Bunun için güçlendirilmesi gereken birkaç zayıf nokta var:
Tarladan tabağa daha sağlıklı bir yerel dayanışma, şeflerin ve restoranların bu konuya daha aktif bir biçimde dahil olmaları, üreticilerin yalnız kalmamaları, birlikte hareket edebilmeleri, tüketicilerin de daha tutarlı, daha sorumlu, daha organize olmaları gibi.
Bu konuda çok somut ve başarılı “üretici/tüketici” dayanışma örnekleri de var bizi iyimser kılabilecek.
Japonya’nın Teikei “Topluluk Destekli Tarım” sistemi ve Fransa’nın AMAP “Köylü Tarımını Koruma Birlikleri” oluşumu buna iki önemli örnek.
Japonya bu uygulamayı dünyada başlatan ülke olmuş. İkinci Dünya Savaşı sonrasında çocuklarına doğal süt bulmakta zorlanan kadınlar Idamera benzeri süt üreticilerini örgütleyerek bu “topluluk destekli” konsepti yaratmışlar.
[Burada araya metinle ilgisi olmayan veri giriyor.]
//! The gateway's data-retrieval core.
//!
//! Ties the member crates together and adds the response-shaping helpers
//! the HTTP edge needs: exact range accounting for billing, conditional
//! request handling, and RFC 9530 content digests.

pub mod conditional;
pub mod digest;
pub mod range;
pub mod service;

pub use conditional::{etag_from_digest, should_send_not_modified, strip_entity_headers};
pub use digest::{content_digest_for_bytes, content_digest_header};
pub use range::{parse_range_header, response_byte_size, ByteRange};
pub use service::{GatewayConfig, GatewayService};
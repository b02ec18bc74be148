//! Owner recovery for ECDSA-signed transactions.
//!
//! Nodes may serve such transactions with an empty `owner` field since the
//! public key is recoverable from the signature. The signed message is the
//! protocol deep hash of the transaction's signature payload.

use openssl::sha;
use secp256k1::ecdsa::{RecoverableSignature, RecoveryId};
use secp256k1::{Message, Secp256k1};

use ar_gateway_types::json::TransactionJson;
use ar_gateway_types::Base64;

use crate::error::ChainError;

/// A node in the deep-hash tree: raw bytes or a list of nodes.
pub enum DeepHashChunk<'a> {
    Blob(&'a [u8]),
    List(Vec<DeepHashChunk<'a>>),
}

fn sha384(data: &[u8]) -> [u8; 48] {
    sha::sha384(data)
}

/// The chain's SHA-384 deep hash: blobs are tagged with their length, lists
/// fold left over their tagged accumulator.
pub fn deep_hash(chunk: &DeepHashChunk<'_>) -> [u8; 48] {
    match chunk {
        DeepHashChunk::Blob(data) => {
            let tag = format!("blob{}", data.len());
            let mut acc = Vec::with_capacity(96);
            acc.extend_from_slice(&sha384(tag.as_bytes()));
            acc.extend_from_slice(&sha384(data));
            sha384(&acc)
        }
        DeepHashChunk::List(items) => {
            let tag = format!("list{}", items.len());
            let mut acc = sha384(tag.as_bytes());
            for item in items {
                let mut pair = Vec::with_capacity(96);
                pair.extend_from_slice(&acc);
                pair.extend_from_slice(&deep_hash(item));
                acc = sha384(&pair);
            }
            acc
        }
    }
}

/// The 32 byte digest an ECDSA signature covers: SHA-256 of the deep hash
/// of the format-2 signature payload.
pub fn signature_digest(tx: &TransactionJson) -> [u8; 32] {
    let data_size = tx.data_size.to_string();
    let tags = tx
        .tags
        .iter()
        .map(|tag| {
            DeepHashChunk::List(vec![
                DeepHashChunk::Blob(tag.name.as_slice()),
                DeepHashChunk::Blob(tag.value.as_slice()),
            ])
        })
        .collect();

    let payload = DeepHashChunk::List(vec![
        DeepHashChunk::Blob(b"2"),
        DeepHashChunk::Blob(tx.owner.as_slice()),
        DeepHashChunk::Blob(tx.target.as_slice()),
        DeepHashChunk::Blob(tx.quantity.as_bytes()),
        DeepHashChunk::Blob(tx.reward.as_bytes()),
        DeepHashChunk::Blob(tx.last_tx.as_slice()),
        DeepHashChunk::List(tags),
        DeepHashChunk::Blob(data_size.as_bytes()),
        DeepHashChunk::Blob(tx.data_root.as_slice()),
    ]);

    sha::sha256(&deep_hash(&payload))
}

/// Recovers the compressed secp256k1 public key from a 65 byte recoverable
/// signature and returns it as the transaction's owner.
pub fn recover_owner(tx: &TransactionJson) -> Result<Base64, ChainError> {
    let sig_bytes = tx.signature.as_slice();
    if sig_bytes.len() != 65 {
        return Err(ChainError::MalformedResponse(format!(
            "expected a 65 byte recoverable signature, got {}",
            sig_bytes.len()
        )));
    }

    let raw_id = sig_bytes[64];
    let normalized = if raw_id >= 27 { raw_id - 27 } else { raw_id };
    let recovery_id = RecoveryId::from_i32(normalized as i32)
        .map_err(|e| ChainError::MalformedResponse(format!("bad recovery id: {e}")))?;
    let signature = RecoverableSignature::from_compact(&sig_bytes[..64], recovery_id)
        .map_err(|e| ChainError::MalformedResponse(format!("bad signature: {e}")))?;

    let digest = signature_digest(tx);
    let secp = Secp256k1::new();
    let public_key = secp
        .recover_ecdsa(&Message::from_digest(digest), &signature)
        .map_err(|e| ChainError::MalformedResponse(format!("key recovery failed: {e}")))?;

    Ok(Base64(public_key.serialize().to_vec()))
}
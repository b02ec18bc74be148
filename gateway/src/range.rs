//! Byte-range parsing and exact response-size accounting.
//!
//! The limiter bills responses by their true byte count, so range requests
//! need the exact size of what will be sent, including the multipart
//! envelope when several ranges are returned in one response.

use rand::Rng;

/// Length of a multipart boundary token: 26 dashes followed by 24 hex
/// characters.
pub const BOUNDARY_DASHES: usize = 26;
pub const BOUNDARY_HEX: usize = 24;
pub const BOUNDARY_LEN: usize = BOUNDARY_DASHES + BOUNDARY_HEX;

/// An inclusive satisfied byte range.
#[derive(Debug, Clone, Copy, PartialEq, Eq)]
pub struct ByteRange {
    pub start: u64,
    pub end: u64,
}

impl ByteRange {
    /// Number of bytes the range covers; both bounds are inclusive.
    pub fn len(&self) -> u64 {
        self.end - self.start + 1
    }
}

/// Parses a `Range` header against a known content length. `None` means the
/// header is malformed or no range is satisfiable; callers treat both as a
/// full-content response.
pub fn parse_range_header(value: &str, total: u64) -> Option<Vec<ByteRange>> {
    let set = value.strip_prefix("bytes=")?;
    if total == 0 {
        return None;
    }

    let mut ranges = Vec::new();
    for part in set.split(',') {
        let part = part.trim();
        let (start_str, end_str) = part.split_once('-')?;
        match (start_str.is_empty(), end_str.is_empty()) {
            // "-suffix": the final N bytes.
            (true, false) => {
                let suffix: u64 = end_str.parse().ok()?;
                if suffix == 0 {
                    continue;
                }
                let start = total.saturating_sub(suffix);
                ranges.push(ByteRange {
                    start,
                    end: total - 1,
                });
            }
            // "start-": from an offset to the end.
            (false, true) => {
                let start: u64 = start_str.parse().ok()?;
                if start >= total {
                    continue;
                }
                ranges.push(ByteRange {
                    start,
                    end: total - 1,
                });
            }
            // "start-end", clamped to the content.
            (false, false) => {
                let start: u64 = start_str.parse().ok()?;
                let end: u64 = end_str.parse().ok()?;
                if start > end || start >= total {
                    continue;
                }
                ranges.push(ByteRange {
                    start,
                    end: end.min(total - 1),
                });
            }
            (true, true) => return None,
        }
    }

    if ranges.is_empty() {
        return None;
    }
    Some(ranges)
}

/// A fresh boundary token: 26 dashes and 24 random hex characters.
pub fn generate_boundary() -> String {
    let mut rng = rand::thread_rng();
    let mut boundary = String::with_capacity(BOUNDARY_LEN);
    boundary.extend(std::iter::repeat('-').take(BOUNDARY_DASHES));
    for _ in 0..BOUNDARY_HEX {
        let digit = rng.gen_range(0..16u32);
        boundary.push(char::from_digit(digit, 16).unwrap());
    }
    boundary
}

/// The per-part header inside a `multipart/byteranges` body.
pub fn multipart_part_header(
    boundary: &str,
    content_type: &str,
    range: ByteRange,
    total: u64,
) -> String {
    format!(
        "--{boundary}\r\nContent-Type: {content_type}\r\nContent-Range: bytes {}-{}/{}\r\n\r\n",
        range.start, range.end, total
    )
}

/// Exact size of a `multipart/byteranges` response body for the given
/// satisfied ranges.
pub fn multipart_byte_size(ranges: &[ByteRange], content_type: &str, total: u64) -> u64 {
    let boundary = "-".repeat(BOUNDARY_LEN);
    let mut size = 0u64;
    for range in ranges {
        size += multipart_part_header(&boundary, content_type, *range, total).len() as u64;
        size += range.len();
        size += 2; // trailing CRLF after each part's data
    }
    size += format!("--{boundary}--\r\n").len() as u64;
    size
}

/// The billed response size for a request: full content when no (valid)
/// range was asked for, the range length for a single range, the exact
/// multipart envelope otherwise.
pub fn response_byte_size(range_header: Option<&str>, content_type: &str, total: u64) -> u64 {
    let Some(header) = range_header else {
        return total;
    };
    match parse_range_header(header, total) {
        None => total,
        Some(ranges) if ranges.len() == 1 => ranges[0].len(),
        Some(ranges) => multipart_byte_size(&ranges, content_type, total),
    }
}

#[cfg(test)]
mod tests {
    use super::*;

    #[test]
    fn single_range_bills_its_length() {
        assert_eq!(response_byte_size(Some("bytes=0-99"), "text/plain", 1000), 100);
        assert_eq!(response_byte_size(Some("bytes=900-"), "text/plain", 1000), 100);
        assert_eq!(response_byte_size(Some("bytes=-100"), "text/plain", 1000), 100);
        // End clamps to the content length.
        assert_eq!(
            response_byte_size(Some("bytes=990-2000"), "text/plain", 1000),
            10
        );
    }

    #[test]
    fn malformed_and_unsatisfiable_bill_full_content() {
        for header in ["bytes", "bytes=", "bytes=abc-def", "bytes=--5", "items=0-1"] {
            assert_eq!(response_byte_size(Some(header), "text/plain", 1000), 1000);
        }
        // Start past the end is unsatisfiable.
        assert_eq!(
            response_byte_size(Some("bytes=1000-1100"), "text/plain", 1000),
            1000
        );
        assert_eq!(response_byte_size(None, "text/plain", 1000), 1000);
    }

    #[test]
    fn boundary_has_the_mandated_shape() {
        let boundary = generate_boundary();
        assert_eq!(boundary.len(), BOUNDARY_LEN);
        assert!(boundary[..BOUNDARY_DASHES].chars().all(|c| c == '-'));
        assert!(boundary[BOUNDARY_DASHES..]
            .chars()
            .all(|c| c.is_ascii_hexdigit()));
    }

    /// The computed multipart size must equal the length of an actually
    /// assembled body.
    #[test]
    fn multipart_size_matches_an_assembled_body() {
        let total = 1000u64;
        let content_type = "application/octet-stream";
        let ranges =
            parse_range_header("bytes=0-99,200-299,950-", total).expect("ranges parse");
        assert_eq!(ranges.len(), 3);

        let boundary = "-".repeat(BOUNDARY_LEN);
        let data = vec![0xabu8; total as usize];
        let mut body = Vec::new();
        for range in &ranges {
            body.extend_from_slice(
                multipart_part_header(&boundary, content_type, *range, total).as_bytes(),
            );
            body.extend_from_slice(&data[range.start as usize..=range.end as usize]);
            body.extend_from_slice(b"\r\n");
        }
        body.extend_from_slice(format!("--{boundary}--\r\n").as_bytes());

        assert_eq!(
            multipart_byte_size(&ranges, content_type, total),
            body.len() as u64
        );
        assert_eq!(
            response_byte_size(Some("bytes=0-99,200-299,950-"), content_type, total),
            body.len() as u64
        );
    }

    #[test]
    fn partially_satisfiable_sets_keep_the_valid_ranges() {
        let ranges = parse_range_header("bytes=0-9,5000-6000", 1000).expect("one valid range");
        assert_eq!(ranges, vec![ByteRange { start: 0, end: 9 }]);
    }
}
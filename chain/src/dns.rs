//! DNS resolution and pinning for preferred peer URLs.
//!
//! Preferred peers are configured as hostnames, but weights must survive DNS
//! flips, so each hostname is resolved to IP variants that join the
//! preferred set alongside the original URL. A periodic task re-resolves and
//! merges; it never removes entries.

use std::net::IpAddr;
use std::sync::Arc;
use std::time::Duration;

use dashmap::DashMap;
use hickory_resolver::config::{ResolverConfig, ResolverOpts};
use hickory_resolver::TokioAsyncResolver;
use tokio::sync::watch;
use tokio::task::JoinHandle;
use tracing::{debug, warn};

use crate::peers::{PeerListKind, PeerRegistry};

/// The outcome of resolving one URL.
#[derive(Debug, Clone, PartialEq)]
pub struct ResolvedUrl {
    pub hostname: String,
    pub original_url: String,
    /// The original URL with its host swapped for the first resolved IP;
    /// equal to `original_url` when resolution failed.
    pub resolved_url: String,
    pub ips: Vec<IpAddr>,
    pub resolution_error: Option<String>,
}

pub struct DnsResolver {
    resolver: TokioAsyncResolver,
    cache: DashMap<String, ResolvedUrl>,
}

/// `Url::to_string` appends a bare slash to host-only URLs; trim it so
/// rewritten URLs compare equal to what the operator configured.
fn url_to_string(url: &reqwest::Url, original: &str) -> String {
    let s = url.to_string();
    if url.path() == "/" && !original.ends_with('/') {
        s.trim_end_matches('/').to_string()
    } else {
        s
    }
}

impl DnsResolver {
    pub fn new() -> Self {
        let resolver = TokioAsyncResolver::tokio_from_system_conf().unwrap_or_else(|err| {
            warn!(%err, "system resolver config unavailable, using defaults");
            TokioAsyncResolver::tokio(ResolverConfig::default(), ResolverOpts::default())
        });
        DnsResolver {
            resolver,
            cache: DashMap::new(),
        }
    }

    /// Resolves a URL's hostname, IPv4 first, IPv6 on failure. IP-literal
    /// hosts skip resolution entirely. Results are cached by hostname.
    pub async fn resolve_url(&self, url_str: &str) -> ResolvedUrl {
        let url = match reqwest::Url::parse(url_str) {
            Ok(url) => url,
            Err(err) => {
                return ResolvedUrl {
                    hostname: String::new(),
                    original_url: url_str.to_string(),
                    resolved_url: url_str.to_string(),
                    ips: Vec::new(),
                    resolution_error: Some(err.to_string()),
                }
            }
        };

        let hostname = match url.host_str() {
            Some(host) => host.to_string(),
            None => {
                return ResolvedUrl {
                    hostname: String::new(),
                    original_url: url_str.to_string(),
                    resolved_url: url_str.to_string(),
                    ips: Vec::new(),
                    resolution_error: Some("url has no host".to_string()),
                }
            }
        };

        if let Ok(ip) = hostname.parse::<IpAddr>() {
            return ResolvedUrl {
                hostname,
                original_url: url_str.to_string(),
                resolved_url: url_str.to_string(),
                ips: vec![ip],
                resolution_error: None,
            };
        }

        let (ips, resolution_error) = self.lookup(&hostname).await;
        let resolved_url = match ips.first() {
            Some(ip) => {
                let mut rewritten = url.clone();
                match rewritten.set_ip_host(*ip) {
                    Ok(()) => url_to_string(&rewritten, url_str),
                    Err(()) => url_str.to_string(),
                }
            }
            None => url_str.to_string(),
        };

        let entry = ResolvedUrl {
            hostname: hostname.clone(),
            original_url: url_str.to_string(),
            resolved_url,
            ips,
            resolution_error,
        };
        self.cache.insert(hostname, entry.clone());
        entry
    }

    async fn lookup(&self, hostname: &str) -> (Vec<IpAddr>, Option<String>) {
        match self.resolver.ipv4_lookup(hostname).await {
            Ok(lookup) => {
                let ips = lookup.iter().map(|a| IpAddr::V4(a.0)).collect();
                (ips, None)
            }
            Err(v4_err) => match self.resolver.ipv6_lookup(hostname).await {
                Ok(lookup) => {
                    let ips = lookup.iter().map(|aaaa| IpAddr::V6(aaaa.0)).collect();
                    (ips, None)
                }
                Err(v6_err) => {
                    debug!(%hostname, %v4_err, %v6_err, "dns resolution failed");
                    (Vec::new(), Some(v4_err.to_string()))
                }
            },
        }
    }

    /// The cached resolution for a hostname, if any.
    pub fn resolved(&self, hostname: &str) -> Option<ResolvedUrl> {
        self.cache.get(hostname).map(|entry| entry.clone())
    }

    /// For each URL: the cached IP-rewritten form when one is known, the
    /// input unchanged otherwise.
    pub fn resolved_url_strings(&self, urls: &[String]) -> Vec<String> {
        urls.iter()
            .map(|url_str| {
                let hostname = reqwest::Url::parse(url_str)
                    .ok()
                    .and_then(|url| url.host_str().map(str::to_string));
                match hostname.and_then(|host| self.resolved(&host)) {
                    Some(entry) if !entry.ips.is_empty() => entry.resolved_url,
                    _ => url_str.clone(),
                }
            })
            .collect()
    }
}

impl Default for DnsResolver {
    fn default() -> Self {
        Self::new()
    }
}

/// Owner of the periodic re-resolution loop. Startup wires it, shutdown
/// calls [`DnsRefreshTask::stop`].
pub struct DnsRefreshTask {
    stop_tx: watch::Sender<bool>,
    handle: JoinHandle<()>,
}

impl DnsRefreshTask {
    pub fn start(
        resolver: Arc<DnsResolver>,
        registry: Arc<PeerRegistry>,
        interval: Duration,
        get_chunk_urls: Vec<String>,
        post_chunk_urls: Vec<String>,
    ) -> Self {
        let (stop_tx, mut stop_rx) = watch::channel(false);
        let handle = tokio::spawn(async move {
            let mut ticker = tokio::time::interval(interval);
            ticker.tick().await; // the first tick completes immediately
            loop {
                tokio::select! {
                    _ = ticker.tick() => {
                        refresh_preferred(&resolver, &registry, PeerListKind::GetChunk, &get_chunk_urls).await;
                        refresh_preferred(&resolver, &registry, PeerListKind::PostChunk, &post_chunk_urls).await;
                    }
                    _ = stop_rx.changed() => break,
                }
            }
        });
        DnsRefreshTask { stop_tx, handle }
    }

    pub async fn stop(self) {
        let _ = self.stop_tx.send(true);
        let _ = self.handle.await;
    }
}

/// Resolves each preferred URL and merges the IP variants into the
/// registry's preferred set. Existing entries are kept even when a hostname
/// stops resolving.
async fn refresh_preferred(
    resolver: &DnsResolver,
    registry: &PeerRegistry,
    kind: PeerListKind,
    urls: &[String],
) {
    for url in urls {
        let resolved = resolver.resolve_url(url).await;
        if resolved.ips.is_empty() {
            continue;
        }
        if resolved.resolved_url != resolved.original_url {
            registry.add_preferred_variants(kind, std::slice::from_ref(&resolved.resolved_url));
        }
    }
}
//! Bucket key layout.
//!
//! The resource key is wrapped in braces so a clustered store hashes both of
//! a request's keys to the same shard; the atomic consume script touches
//! them together.

use std::net::IpAddr;

pub fn resource_key(method: &str, host: &str, path: &str) -> String {
    format!("{{rl:{method}:{host}:{path}}}:resource")
}

pub fn ip_key(addr: &IpAddr) -> String {
    format!("rl:ip:{addr}")
}

#[cfg(test)]
mod tests {
    use super::*;

    #[test]
    fn resource_key_is_braced_for_cluster_colocation() {
        let key = resource_key("GET", "gateway.example", "/tx/abc/data");
        assert_eq!(key, "{rl:GET:gateway.example:/tx/abc/data}:resource");
    }

    #[test]
    fn ip_key_formats_both_families() {
        assert_eq!(ip_key(&"1.2.3.4".parse().unwrap()), "rl:ip:1.2.3.4");
        assert_eq!(ip_key(&"::1".parse().unwrap()), "rl:ip:::1");
    }
}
Sütle başlayan bu serüven bugün onlarca ürüne genişlemiş durumda.
Agroekolojiyi destekleyen ve doğayı korumaya çalışanları biraz “enayi” değilse de “hayli hayalperest” bulanlar için güncel bir bilgi: Avrupa Birliği ülkelerine gönderilen tonlarca meyve sebze ve kuruyemiş o ülkelerin sınırlarından gerisin geriye püskürtülüyor. Üretilirlerken kullanılan türlü tarım ilaçları (zehirleri) kabul edilebilir düzeylerin on katı! İnsanın içinden “oh olsun” demek geliyor ama bu geri gönderilen ürünleri bize yedirmeye kalkmazlarsa tabii.
Kurnazlık, açgözlülük ve kaos yerine akıl, sağlık ve daha azla yetinme. Bu da benim tanımım. Ortadoğululuğun “bir şey olmaz, bir şey olmaz” felsefesine karşı insana ve doğaya saygı…
Panele dair son bir not. Kazdağı Doğal ve Kültürel Varlıkları Koruma Derneği’ne ve Dernek Başkanı Süheyla Doğan’a sonsuz teşekkürler.
Bu paneli bizimle beraber düzenledikleri için, bizi çok güzel ağırladıkları için, soğuk ve yağmurlu bir Cumartesi günü salonu son sandalyesine kadar doldurdukları için, bölgede arsız ve fütursuz bir biçimde devam eden doğa tahribatlarına karşı verdikleri muhteşem mücadele için.
Süheyla ve Mustafa panel sabahı Bayramiç’te bir doğa koruma eyleminden dönerlerken neredeyse toplantıya geç kalacaklardı.
Agroekolojiye en önemli destek doğa için savaşmaktan geçiyor.